Quand on évoque Rocroi on pense immédiatement à la célèbre victoire que le jeune duc d’Enghien, futur prince de Condé remporte sur les Espagnols le 19 mai 1643 sur les espagnols. Pourtant, jusqu’au milieu du XVIe siècle, Rocroi n’est qu’un modeste hameau, perdu au milieu des bois. Mais en 1555, sur l'ordre de Henri II, il est décidé d’y édifier une place-forte pour contrer la menace que fait peser la forteresse de Charlemont, près de Givet, alors possession des Habsbourg.  

 


La place-forte de Rocroi présente la forme d’un pentagone irrégulier doté de cinq bastions, de deux portes et d’un fossé. L’intérieur s’organise selon un plan de dix rues partant en rayon à partir d'une place centrale, ceci pour permettre aux soldats de la garnison d'accéder le plus rapidement possible à leurs postes. Rocroi est l'une des premières places fortes à utiliser un dispositif de fortifications « rasant », l'adversaire ne découvrant l'ampleur de la forteresse qu'au moment de l'assaillir (Gallica-BNF).
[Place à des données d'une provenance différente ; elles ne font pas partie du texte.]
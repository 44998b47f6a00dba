//! Ports for offline dataset construction.

use image::DynamicImage;

use crate::domain::{DiagnosticResult, RawEvent, SessionRef, WindowedSample};

/// Source of persisted diagnostic results and their per-frame events.
pub trait RecordSource: Send + Sync {
    /// All completed diagnostic results.
    ///
    /// # Errors
    ///
    /// Returns an error if the store cannot be read.
    fn results(&self) -> anyhow::Result<Vec<DiagnosticResult>>;

    /// Events of `session_id` tagged with `phase`, in timestamp order.
    ///
    /// # Errors
    ///
    /// Returns an error if the store cannot be read.
    fn phase_events(&self, session_id: i64, phase: i64) -> anyhow::Result<Vec<RawEvent>>;
}

/// Sink for windowed samples.
pub trait SampleOutput: Send + Sync {
    /// Writes one sample.
    ///
    /// # Errors
    ///
    /// Returns an error if writing fails.
    fn write(&self, sample: &WindowedSample) -> anyhow::Result<()>;

    /// Flushes buffered output.
    ///
    /// # Errors
    ///
    /// Returns an error if flushing fails.
    fn flush(&self) -> anyhow::Result<()>;
}

/// Loader for archived frame images referenced by frame-mode samples.
pub trait FrameLoader: Send + Sync {
    /// Resolves a stored reference to a readable location, or `None` when
    /// the frame is not available.
    fn resolve(&self, reference: &str) -> Option<String>;

    /// Loads a resolved frame.
    ///
    /// # Errors
    ///
    /// Returns an error if the frame cannot be read or decoded.
    fn load(&self, path: &str) -> anyhow::Result<DynamicImage>;
}

/// Archive for face crops captured while serving, later consumed by the
/// frame-mode export.
pub trait FrameArchive: Send + Sync {
    /// Stores one crop of `session` and returns the reference to record in
    /// the event payload.
    ///
    /// # Errors
    ///
    /// Returns an error if the crop cannot be encoded or written.
    fn store(&self, session: SessionRef, crop: &DynamicImage) -> anyhow::Result<String>;
}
En mai 1643, Le royaume de France est engagé dans la guerre de Trente ans qui ravage l’Europe. Richelieu est mort depuis quelques mois (4 décembre 1642) et Louis XIII est mourant (il décède le 14 mai 1643, cinq jours avant la bataille de Rocroi). Le jeune Louis XIV n’ayant pas encore cinq ans, la régence a été attribuée à sa mère, Anne d'Autriche. Les Espagnols profitent de la situation pour attaquer la France depuis les Pays-Bas espagnols, l’actuelle Belgique. Le 10 mai 1643 l’armée espagnole met le siège devant Rocroi. Si la ville tombe, la route de Paris est ouverte. Le duc d’Enghien, qui a alors 21 ans et qui commande l’armée de Picardie, décide de secourir la place-forte mais aussi d’affronter les espagnols en bataille rangée bien qu'il soit en infériorité numérique avec ses 23 000 hommes contre 29 000 Espagnols. 
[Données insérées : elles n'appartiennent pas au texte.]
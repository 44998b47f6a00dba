//! Synthetic fixtures.

use std::io::Cursor;

use attention_core::domain::{
    DiagnosticResult, EyeLandmarks, FaceLandmarks, PhaseData, PhaseRecord, PhaseSummary, RawEvent,
};
use image::{DynamicImage, ImageFormat, Rgb, RgbImage};
use serde_json::json;
use time::{Duration, OffsetDateTime};

/// Builder for landmark sets with known geometry.
///
/// Eyes are 20 px wide; an "open" eye has an aspect ratio of 0.3 and a
/// "closed" one 0.05.
pub struct SyntheticLandmarks;

impl SyntheticLandmarks {
    fn eye(cx: f32, cy: f32, half_open: f32, iris_dx: f32) -> EyeLandmarks {
        EyeLandmarks {
            contour: [
                [cx - 10.0, cy],
                [cx - 4.0, cy - half_open],
                [cx + 4.0, cy - half_open],
                [cx + 10.0, cy],
                [cx + 4.0, cy + half_open],
                [cx - 4.0, cy + half_open],
            ],
            iris: [cx + iris_dx, cy],
        }
    }

    /// Face with the given eye opening (half-height, px) and horizontal iris shift.
    #[must_use]
    pub fn face(half_open: f32, iris_dx: f32) -> FaceLandmarks {
        FaceLandmarks {
            left_eye: Self::eye(84.0, 60.0, half_open, iris_dx),
            right_eye: Self::eye(44.0, 60.0, half_open, iris_dx),
            face_points: vec![[64.0, 80.0], [64.0, 96.0], [30.0, 40.0], [98.0, 110.0]],
            confidence: 0.95,
        }
    }

    /// Eyes open, looking straight at the camera.
    #[must_use]
    pub fn attentive() -> FaceLandmarks {
        Self::face(3.0, 0.0)
    }

    /// Eyes closed, looking straight ahead.
    #[must_use]
    pub fn eyes_closed() -> FaceLandmarks {
        Self::face(0.5, 0.0)
    }

    /// Eyes open, iris half an eye-width to the side.
    #[must_use]
    pub fn looking_away() -> FaceLandmarks {
        Self::face(3.0, 10.0)
    }
}

/// Builder for synthetic frames.
pub struct SyntheticImageBuilder;

impl SyntheticImageBuilder {
    /// Uniform RGB frame.
    #[must_use]
    pub fn uniform(width: u32, height: u32, rgb: [u8; 3]) -> DynamicImage {
        DynamicImage::ImageRgb8(RgbImage::from_pixel(width, height, Rgb(rgb)))
    }

    /// 128×128 gray frame, large enough for every synthetic landmark set.
    #[must_use]
    pub fn frame() -> DynamicImage {
        Self::uniform(128, 128, [128, 128, 128])
    }

    /// Encodes `image` in `format`.
    ///
    /// # Panics
    ///
    /// Panics if encoding fails, which only happens for unsupported formats.
    #[must_use]
    #[allow(clippy::expect_used)]
    pub fn encode(image: &DynamicImage, format: ImageFormat) -> Vec<u8> {
        let mut buf = Cursor::new(Vec::new());
        image.write_to(&mut buf, format).expect("encode synthetic image");
        buf.into_inner()
    }

    /// JPEG bytes of [`Self::frame`], as a capture client would upload.
    #[must_use]
    pub fn jpeg_frame() -> Vec<u8> {
        Self::encode(&Self::frame(), ImageFormat::Jpeg)
    }
}

/// Builder for persisted backend records.
pub struct RecordBuilder;

impl RecordBuilder {
    /// Reference capture time used by [`Self::events`].
    #[must_use]
    pub const fn epoch() -> OffsetDateTime {
        OffsetDateTime::UNIX_EPOCH
    }

    /// A diagnostic result with one phase per `(phase, hits, errors, omissions)`.
    /// Each phase lasts 60 s.
    #[must_use]
    pub fn result(session_id: i64, user_id: i64, phases: &[(i64, f64, f64, f64)]) -> DiagnosticResult {
        let phases = phases
            .iter()
            .enumerate()
            .map(|(i, &(phase, hits, errors, omissions))| {
                #[allow(clippy::cast_precision_loss)]
                let start = 1_000.0 + i as f64 * 60_000.0;
                PhaseRecord {
                    phase,
                    start: Some(start),
                    end: Some(start + 60_000.0),
                    summary: PhaseSummary {
                        hits,
                        errors,
                        omissions,
                    },
                }
            })
            .collect();
        DiagnosticResult {
            session_id,
            user_id,
            phase_data: PhaseData { phases },
        }
    }

    /// One stored per-frame event as the serving path emits it.
    #[must_use]
    pub fn event(
        session_id: i64,
        user_id: i64,
        phase: i64,
        index: i64,
        spinning: bool,
        frame_path: Option<&str>,
    ) -> RawEvent {
        let mut frame = json!({
            "face": true,
            "ear": 0.3,
            "eyes_open": 1.0,
            "gaze_center": 0.9,
            "gaze_deviation": 0.05,
            "gaze_offset": [0.03, 0.04],
        });
        if let (Some(path), Some(obj)) = (frame_path, frame.as_object_mut()) {
            obj.insert("frame_path".to_string(), json!(path));
        }
        RawEvent {
            session_id,
            user_id,
            timestamp: Self::epoch() + Duration::milliseconds(index * 100),
            value: Some(0.8),
            label: "attention_sequence_score".to_string(),
            data: json!({
                "frame": frame,
                "temporal": {
                    "sequence_len": 16,
                    "frame_score": 0.86,
                    "temporal_mean": 0.8,
                    "eyes_mean": 0.9,
                    "gaze_mean": 0.85,
                },
                "context": { "phase": phase, "spinning": u8::from(spinning) },
            }),
        }
    }

    /// `count` consecutive events of one phase; every `spin_every`-th is a
    /// distractor frame (0 disables) and frame paths are `frames/<i>.jpg`.
    #[must_use]
    pub fn events(session_id: i64, user_id: i64, phase: i64, count: usize, spin_every: usize) -> Vec<RawEvent> {
        (0..count)
            .map(|i| {
                let spinning = spin_every > 0 && i % spin_every == spin_every - 1;
                let path = format!("frames/{i}.jpg");
                #[allow(clippy::cast_possible_wrap)]
                Self::event(session_id, user_id, phase, i as i64, spinning, Some(&path))
            })
            .collect()
    }
}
Enghien réussit à traverser la zone boisée qui entoure Rocroi sans être attaqué et le 18 mai, en fin de journée, ses troupes se trouvent face aux Espagnols. La bataille décisive a lieu le lendemain, le 19 mai. Après plusieurs retournements de situation elle tourne à l’avantage des Français. Les Espagnols laissent 8 000 hommes sur le terrain et ont 6 000 prisonniers. Du côté français, les pertes sont de 2 000 hommes. L’offensive espagnole est stoppée et la France sauvée. Sur le plan militaire, l’infanterie espagnole qui depuis un siècle était réputée invincible avec ses tercios, c’est-à-dire ses régiments regroupés trois par trois, est détrônée par une infanterie française plus mobile, avec ses petits groupes de piquiers et de mousquetaires qui s’appuient entre eux. Le 20 mai 1643, le duc d’Enghien fait une entrée triomphale dans Rocroi où il reste deux jours.

 


 Le duc d'Enghien à la bataille de Rocroi, tableau de Sauveur Le Conte (musée du château de Chantilly).

 

Paradoxalement Rocroi aura encore à faire avec le duc d’Enghien, mais cette fois à front retourné. En effet, le vainqueur de Rocroi, devenu prince de Condé à la mort de son père, participe à la Fronde des princes et, par haine de Mazarin, se rallie aux Espagnols contre son propre pays. Ainsi en 1553 va-t-il participer à la prise de Rocroi par les troupes espagnoles. Mais la ville est rendue à la France au traité des Pyrénées en 1659, en même temps que le prince de Condé fait sa soumission à Louis XIV. 

 


 
 
Louis II de Bourbon-Condé (Archives départementales des Ardennes).

 

En 1673, Vauban apporte quelques modifications mineures à la place de Rocroi où un vaste arsenal est bâti en 1692. Des travaux de modernisation ont encore lieu au XVIIIe siècle et dans la première moitié du XIXe siècle. Mais en 1889, devenue obsolète du fait des progrès de l'artillerie, la place-forte est démilitarisée.

 


 Rocroi, cas rarissime en Europe, a gardé intact son aspect radioconcentrique (Office du tourisme de Rocroi).